Darwin and Josephene,
I struggle with these issues every day. Thank you for having the guts to talk about them.
+JMJ+
Had you not said so, I wouldn't have guessed that this had been posted by an atheist. As you point out, it embodies a very deep Christian mystery.
I read this blog through the feed, and as such rarely comment, but I was struck at the use of that particular crucifixion depiction at the bottom of the post.

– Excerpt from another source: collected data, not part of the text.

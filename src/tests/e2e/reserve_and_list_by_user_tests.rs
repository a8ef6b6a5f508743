use crate::modules::reservations::use_cases::list_reservations_by_user::handler::Projector;
use crate::shell::http::router;
use crate::shell::workers::MembershipSyncWorker;
use crate::tests::fixtures::state::make_test_app;
use axum::body::Body;
use axum::http::{Request, StatusCode};
use http_body_util::BodyExt;
use std::time::Duration;
use tower::ServiceExt;

async fn send(app: &axum::Router, request: Request<Body>) -> (StatusCode, serde_json::Value) {
    let response = app.clone().oneshot(request).await.unwrap();
    let status = response.status();
    let bytes = response.into_body().collect().await.unwrap().to_bytes();
    let json = serde_json::from_slice(&bytes).unwrap_or(serde_json::Value::Null);
    (status, json)
}

fn post_json(uri: String, body: String) -> Request<Body> {
    Request::post(uri)
        .header("content-type", "application/json")
        .body(Body::from(body))
        .unwrap()
}

#[tokio::test]
async fn mirrors_reservations_by_user_after_the_worker_runs() {
    let test_app = make_test_app();
    let worker = MembershipSyncWorker::new(
        test_app.outbox.clone(),
        Projector::new(
            "membership-index",
            test_app.projections.clone(),
            test_app.projections.clone(),
        ),
        100,
        Duration::from_millis(10),
    );
    let app = router(test_app.state);

    let mut event_ids = Vec::new();
    for capacity in [1, 2] {
        let (status, json) = send(
            &app,
            post_json("/events".into(), format!(r#"{{"capacity":{capacity}}}"#)),
        )
        .await;
        assert_eq!(status, StatusCode::CREATED);
        event_ids.push(json["event_id"].as_str().unwrap().to_string());
    }

    for event_id in &event_ids {
        let (status, _) = send(
            &app,
            post_json(format!("/events/{event_id}/rsvp"), r#"{"user_id":"u-1"}"#.into()),
        )
        .await;
        assert_eq!(status, StatusCode::OK);
    }
    let (status, json) = send(
        &app,
        post_json(format!("/events/{}/rsvp", event_ids[0]), r#"{"user_id":"u-2"}"#.into()),
    )
    .await;
    assert_eq!(status, StatusCode::CONFLICT);
    assert_eq!(json["status"], "Full");

    // Nothing is mirrored until the worker relays the outbox.
    let (_, listed) = send(
        &app,
        Request::get("/users/u-1/reservations").body(Body::empty()).unwrap(),
    )
    .await;
    assert_eq!(listed, serde_json::json!([]));

    assert_eq!(worker.run_once().await.unwrap(), 2);
    let (status, listed) = send(
        &app,
        Request::get("/users/u-1/reservations").body(Body::empty()).unwrap(),
    )
    .await;
    assert_eq!(status, StatusCode::OK);
    let mut mirrored: Vec<String> = listed
        .as_array()
        .unwrap()
        .iter()
        .map(|row| row["event_id"].as_str().unwrap().to_string())
        .collect();
    mirrored.sort();
    let mut expected = event_ids.clone();
    expected.sort();
    assert_eq!(mirrored, expected);

    let (status, _) = send(
        &app,
        post_json(format!("/events/{}/cancel", event_ids[1]), r#"{"user_id":"u-1"}"#.into()),
    )
    .await;
    assert_eq!(status, StatusCode::OK);
    assert_eq!(worker.run_once().await.unwrap(), 1);

    let (_, listed) = send(
        &app,
        Request::get("/users/u-1/reservations").body(Body::empty()).unwrap(),
    )
    .await;
    assert_eq!(listed.as_array().unwrap().len(), 1);
    assert_eq!(listed[0]["event_id"], event_ids[0].as_str());

    // The roster stays authoritative for the capacity decision.
    let (status, roster) = send(
        &app,
        Request::get(format!("/events/{}", event_ids[0]))
            .body(Body::empty())
            .unwrap(),
    )
    .await;
    assert_eq!(status, StatusCode::OK);
    assert_eq!(roster["attendees"], serde_json::json!(["u-1"]));
}
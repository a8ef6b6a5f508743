// Shared test fixture for AttendeeAdmittedV1.

use crate::modules::reservations::core::events::v1::attendee_admitted::AttendeeAdmittedV1;

/// Canonical admission of the fixed user into the fixed event.
pub fn make_attendee_admitted_v1_event() -> AttendeeAdmittedV1 {
    AttendeeAdmittedV1 {
        event_id: "event-fixed-0001".to_string(),
        user_id: "user-fixed-0001".to_string(),
        revision: 1,
        occurred_at: 1_700_000_000_000,
    }
}
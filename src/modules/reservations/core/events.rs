pub mod v1 {
    pub mod attendee_admitted;
    pub mod attendee_released;
}

#[derive(Debug, Clone, serde::Serialize, serde::Deserialize, PartialEq, Eq)]
#[serde(tag = "type")]
pub enum RosterEvent {
    AttendeeAdmittedV1(v1::attendee_admitted::AttendeeAdmittedV1),
    AttendeeReleasedV1(v1::attendee_released::AttendeeReleasedV1),
}

impl RosterEvent {
    pub fn event_type(&self) -> &'static str {
        match self {
            RosterEvent::AttendeeAdmittedV1(_) => "AttendeeAdmitted",
            RosterEvent::AttendeeReleasedV1(_) => "AttendeeReleased",
        }
    }

    pub fn occurred_at(&self) -> i64 {
        match self {
            RosterEvent::AttendeeAdmittedV1(e) => e.occurred_at,
            RosterEvent::AttendeeReleasedV1(e) => e.occurred_at,
        }
    }
}
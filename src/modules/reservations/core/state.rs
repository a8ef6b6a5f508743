use crate::modules::reservations::core::record::EventRecord;
use crate::shared::core::primitives::UserId;

/// Membership of one user in one event roster.
#[derive(Debug, Clone, Copy, PartialEq, Eq)]
pub enum MembershipState {
    NotMember,
    Member,
}

impl MembershipState {
    pub fn of(record: &EventRecord, user_id: &UserId) -> Self {
        if record.is_member(user_id) {
            MembershipState::Member
        } else {
            MembershipState::NotMember
        }
    }
}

During my studies in college, I took several art history courses (required for all art majors) and we touched on this piece more than once. Apparently, it was created for (and may still reside in, though I'm fuzzy on the facts) a hospital, or perhaps it was an asylum, for the ill and gravely injured. Regardless, it always struck me that such a borderline-grotesque image was intended for such a place; that it communicated not despair, but hope. Similarly, I am quite touched to see this picture pop up again, in direct relation to the subject of suffering.
Being a recent graduate, I have little to spare monetarily for the relief of those in far greater need than I. But I try to remember them in prayer often, and to offer the actions of my day for them, which is the best thing, I think, that I could do.
Em,
I believe it was a hospital for those with skin diseases -- something which tended to result in becoming an outcast in Medieval society.
And in the painting, Christ does appear to have skin lesions all over him.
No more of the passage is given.